Cancer metastasis is the main cause for the dearth of cancer patients. To unravel the mechanism of cancer metastasis is now becoming the focus of current cancer researches. SPA-1 (signal induced proliferation -associated protein-1) is a Rap1GAP which plays an important role in cell proliferation, adhesion, and migration. During a survey of breast cancer patients, we found SPA-1 protein is overexpressed in high grade breast tissues and migrated cancer cells both in breast tissue and lymph nodes. SPA-1 also promotes MDA-MB-231 cell invation and migration in vitro.

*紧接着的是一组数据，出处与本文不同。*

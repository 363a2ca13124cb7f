//! Report schedule models for database operations.
//!
//! This module provides the schedule entity plus the typed boundary structs
//! (recipients, distribution conditions) that are stored as JSONB columns.

use chrono::NaiveDateTime;
use diesel::prelude::*;
use diesel_derive_enum::DbEnum;
use serde::{Deserialize, Serialize};
use serde_json::Value as JsonValue;
use validator::ValidateEmail;

use crate::error::{AppError, AppResult};

// ============================================================================
// Enums
// ============================================================================

/// Cadence family governing when a schedule becomes due.
#[derive(Debug, Clone, Copy, PartialEq, Eq, Serialize, Deserialize, DbEnum)]
#[db_enum(existing_type_path = "crate::schema::sql_types::ScheduleFrequency")]
#[serde(rename_all = "SCREAMING_SNAKE_CASE")]
pub enum Frequency {
    Daily,
    Weekly,
    Monthly,
    Custom,
}

impl std::fmt::Display for Frequency {
    fn fmt(&self, f: &mut std::fmt::Formatter<'_>) -> std::fmt::Result {
        match self {
            Frequency::Daily => write!(f, "DAILY"),
            Frequency::Weekly => write!(f, "WEEKLY"),
            Frequency::Monthly => write!(f, "MONTHLY"),
            Frequency::Custom => write!(f, "CUSTOM"),
        }
    }
}

/// Lifecycle status of a schedule.
#[derive(Debug, Clone, Copy, PartialEq, Eq, Serialize, Deserialize, DbEnum)]
#[db_enum(existing_type_path = "crate::schema::sql_types::ScheduleStatus")]
#[serde(rename_all = "SCREAMING_SNAKE_CASE")]
pub enum ScheduleStatus {
    Active,
    Paused,
    Cancelled,
}

/// Output format of the rendered report artifact.
#[derive(Debug, Clone, Copy, PartialEq, Eq, Serialize, Deserialize, DbEnum)]
#[db_enum(existing_type_path = "crate::schema::sql_types::ReportFormat")]
#[serde(rename_all = "SCREAMING_SNAKE_CASE")]
pub enum ReportFormat {
    Pdf,
    Excel,
    Csv,
}

impl ReportFormat {
    /// File extension used when naming the mailed attachment.
    pub fn file_extension(&self) -> &'static str {
        match self {
            ReportFormat::Pdf => "pdf",
            ReportFormat::Excel => "xlsx",
            ReportFormat::Csv => "csv",
        }
    }

    /// MIME content type of the mailed attachment.
    pub fn content_type(&self) -> &'static str {
        match self {
            ReportFormat::Pdf => "application/pdf",
            ReportFormat::Excel => {
                "application/vnd.openxmlformats-officedocument.spreadsheetml.sheet"
            }
            ReportFormat::Csv => "text/csv",
        }
    }
}

// ============================================================================
// Recipients (JSONB boundary type)
// ============================================================================

/// Recipient set stored as JSONB on both schedules and delivery logs.
///
/// Parsed and validated at the service boundary; never passed around as an
/// untyped map internally.
#[derive(Debug, Clone, PartialEq, Eq, Serialize, Deserialize)]
pub struct Recipients {
    pub to: Vec<String>,
    #[serde(default)]
    pub cc: Vec<String>,
    #[serde(default)]
    pub bcc: Vec<String>,
}

impl Recipients {
    /// Parse a JSONB value into a typed recipient set.
    pub fn from_json(value: &JsonValue) -> AppResult<Self> {
        serde_json::from_value(value.clone()).map_err(|e| AppError::Validation {
            field: "recipients".to_string(),
            reason: format!("Invalid recipients: {}", e),
        })
    }

    /// Convert to JSONB for database storage.
    pub fn to_json(&self) -> AppResult<JsonValue> {
        serde_json::to_value(self).map_err(|e| AppError::Internal {
            source: anyhow::Error::from(e),
        })
    }

    /// Validates that at least one primary recipient exists and every
    /// address is a syntactically valid email.
    pub fn validate(&self) -> AppResult<()> {
        if self.to.is_empty() {
            return Err(AppError::Validation {
                field: "recipients.to".to_string(),
                reason: "At least one primary recipient is required".to_string(),
            });
        }

        for address in self.to.iter().chain(&self.cc).chain(&self.bcc) {
            if !address.validate_email() {
                return Err(AppError::Validation {
                    field: "recipients".to_string(),
                    reason: format!("Invalid email address: {}", address),
                });
            }
        }

        Ok(())
    }
}

// ============================================================================
// Distribution condition (JSONB boundary type)
// ============================================================================

/// Comparison operator for threshold conditions.
#[derive(Debug, Clone, Copy, PartialEq, Eq, Serialize, Deserialize)]
#[serde(rename_all = "SCREAMING_SNAKE_CASE")]
pub enum ThresholdOperator {
    Gt,
    Gte,
    Lt,
    Lte,
}

/// Predicate gating whether a due report is actually sent this cycle.
///
/// Stored as tagged JSONB (`{"type": "THRESHOLD", ...}`) on the schedule and
/// validated at create/update time.
#[derive(Debug, Clone, PartialEq, Serialize, Deserialize)]
#[serde(tag = "type", rename_all = "SCREAMING_SNAKE_CASE")]
pub enum DistributionCondition {
    Always,
    Threshold {
        metric: String,
        operator: ThresholdOperator,
        bound: f64,
    },
    ChangeDetection,
    Exception {
        metric: String,
        min: f64,
        max: f64,
    },
}

impl DistributionCondition {
    /// Parse a JSONB value into a typed condition.
    pub fn from_json(value: &JsonValue) -> AppResult<Self> {
        serde_json::from_value(value.clone()).map_err(|e| AppError::Validation {
            field: "distribution_condition".to_string(),
            reason: format!("Invalid distribution condition: {}", e),
        })
    }

    /// Convert to JSONB for database storage.
    pub fn to_json(&self) -> AppResult<JsonValue> {
        serde_json::to_value(self).map_err(|e| AppError::Internal {
            source: anyhow::Error::from(e),
        })
    }

    /// Validates condition parameters beyond what the tagged deserialization
    /// already enforces.
    pub fn validate(&self) -> AppResult<()> {
        match self {
            DistributionCondition::Threshold { metric, .. } => {
                if metric.is_empty() {
                    return Err(AppError::Validation {
                        field: "distribution_condition.metric".to_string(),
                        reason: "Threshold metric name cannot be empty".to_string(),
                    });
                }
            }
            DistributionCondition::Exception { metric, min, max } => {
                if metric.is_empty() {
                    return Err(AppError::Validation {
                        field: "distribution_condition.metric".to_string(),
                        reason: "Exception metric name cannot be empty".to_string(),
                    });
                }
                if min > max {
                    return Err(AppError::Validation {
                        field: "distribution_condition".to_string(),
                        reason: format!("Exception range is inverted: min {} > max {}", min, max),
                    });
                }
            }
            DistributionCondition::Always | DistributionCondition::ChangeDetection => {}
        }
        Ok(())
    }
}

// ============================================================================
// ReportSchedule Models (Query/Insert/Update)
// ============================================================================

/// ReportSchedule query model for SELECT operations
#[derive(Debug, Queryable, Selectable, Serialize, Clone)]
#[diesel(table_name = crate::schema::report_schedules)]
#[diesel(check_for_backend(diesel::pg::Pg))]
pub struct ReportSchedule {
    pub id: i32,
    pub report_id: String,
    pub report_type: String,
    pub user_id: String,
    pub frequency: Frequency,
    pub cron_expression: Option<String>,
    pub timezone: String,
    pub format: ReportFormat,
    pub recipients: JsonValue,
    pub distribution_condition: Option<JsonValue>,
    pub status: ScheduleStatus,
    pub last_run_at: Option<NaiveDateTime>,
    pub next_run_at: Option<NaiveDateTime>,
    pub created_at: NaiveDateTime,
    pub updated_at: NaiveDateTime,
}

impl ReportSchedule {
    /// Typed view of the recipients JSONB column.
    pub fn recipients(&self) -> AppResult<Recipients> {
        Recipients::from_json(&self.recipients)
    }

    /// Typed view of the distribution condition, if one is configured.
    pub fn distribution_condition(&self) -> AppResult<Option<DistributionCondition>> {
        self.distribution_condition
            .as_ref()
            .map(DistributionCondition::from_json)
            .transpose()
    }
}

/// NewReportSchedule insert model for INSERT operations
#[derive(Debug, Insertable, Clone)]
#[diesel(table_name = crate::schema::report_schedules)]
pub struct NewReportSchedule {
    pub report_id: String,
    pub report_type: String,
    pub user_id: String,
    pub frequency: Frequency,
    pub cron_expression: Option<String>,
    pub timezone: String,
    pub format: ReportFormat,
    pub recipients: JsonValue,
    pub distribution_condition: Option<JsonValue>,
    pub status: ScheduleStatus,
    pub next_run_at: Option<NaiveDateTime>,
}

/// UpdateReportSchedule model for UPDATE operations
#[derive(Debug, AsChangeset, Clone, Default)]
#[diesel(table_name = crate::schema::report_schedules)]
pub struct UpdateReportSchedule {
    pub frequency: Option<Frequency>,
    pub cron_expression: Option<Option<String>>,
    pub timezone: Option<String>,
    pub format: Option<ReportFormat>,
    pub recipients: Option<JsonValue>,
    pub distribution_condition: Option<Option<JsonValue>>,
    pub status: Option<ScheduleStatus>,
    pub next_run_at: Option<Option<NaiveDateTime>>,
    pub updated_at: Option<NaiveDateTime>,
}

#[cfg(test)]
mod tests {
    use super::*;
    use serde_json::json;

    #[test]
    fn test_recipients_from_json() {
        let value = json!({
            "to": ["ops@example.com"],
            "cc": ["lead@example.com"],
        });

        let recipients = Recipients::from_json(&value).unwrap();
        assert_eq!(recipients.to, vec!["ops@example.com"]);
        assert_eq!(recipients.cc, vec!["lead@example.com"]);
        assert!(recipients.bcc.is_empty());
    }

    #[test]
    fn test_recipients_missing_to_is_rejected() {
        let value = json!({ "cc": ["lead@example.com"] });
        assert!(Recipients::from_json(&value).is_err());
    }

    #[test]
    fn test_recipients_validate_requires_primary() {
        let recipients = Recipients {
            to: vec![],
            cc: vec!["lead@example.com".to_string()],
            bcc: vec![],
        };
        assert!(recipients.validate().is_err());
    }

    #[test]
    fn test_recipients_validate_rejects_malformed_address() {
        let recipients = Recipients {
            to: vec!["not-an-email".to_string()],
            cc: vec![],
            bcc: vec![],
        };
        assert!(recipients.validate().is_err());
    }

    #[test]
    fn test_condition_tagged_parse() {
        let value = json!({
            "type": "THRESHOLD",
            "metric": "total_revenue",
            "operator": "GTE",
            "bound": 10000.0,
        });

        let condition = DistributionCondition::from_json(&value).unwrap();
        assert_eq!(
            condition,
            DistributionCondition::Threshold {
                metric: "total_revenue".to_string(),
                operator: ThresholdOperator::Gte,
                bound: 10000.0,
            }
        );
    }

    #[test]
    fn test_condition_unknown_type_is_rejected() {
        let value = json!({ "type": "SOMETIMES" });
        assert!(DistributionCondition::from_json(&value).is_err());
    }

    #[test]
    fn test_condition_exception_inverted_range() {
        let condition = DistributionCondition::Exception {
            metric: "error_rate".to_string(),
            min: 5.0,
            max: 1.0,
        };
        assert!(condition.validate().is_err());
    }

    #[test]
    fn test_condition_roundtrip_is_stable() {
        let condition = DistributionCondition::ChangeDetection;
        let value = condition.to_json().unwrap();
        assert_eq!(value, json!({ "type": "CHANGE_DETECTION" }));
        assert_eq!(DistributionCondition::from_json(&value).unwrap(), condition);
    }

    #[test]
    fn test_format_content_types() {
        assert_eq!(ReportFormat::Pdf.content_type(), "application/pdf");
        assert_eq!(ReportFormat::Csv.content_type(), "text/csv");
        assert_eq!(ReportFormat::Excel.file_extension(), "xlsx");
    }
}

These findings suggest that SPA-1 protein is probably a novel target molecule of cancer metastasis.This project aims to dissect the mechanism by which SPA-1 promotes breast cancer metastasis at multiple levels in the following studies: 1) Confirm that SPA-1 promotes breast cancer cell metastasis both in vitro and in vivo. 2) Dissect the mechanisms that how SPA-1regulates breast cancer cell morphological changes and signal transduction pathways to accelerate its invasion and migration; 3) Investigate the interaction between SPA-1 and integrins; 4) Investigate the interaction of SPA-1 regulated breast cancer cell with endothelial cells to understand how cancer cells set up a benefit environment to metastasis. Our ultimate goals are to create a novel biomarker for early detection of cancer metastasis and to develop effective therapeutic target for cancer treatment.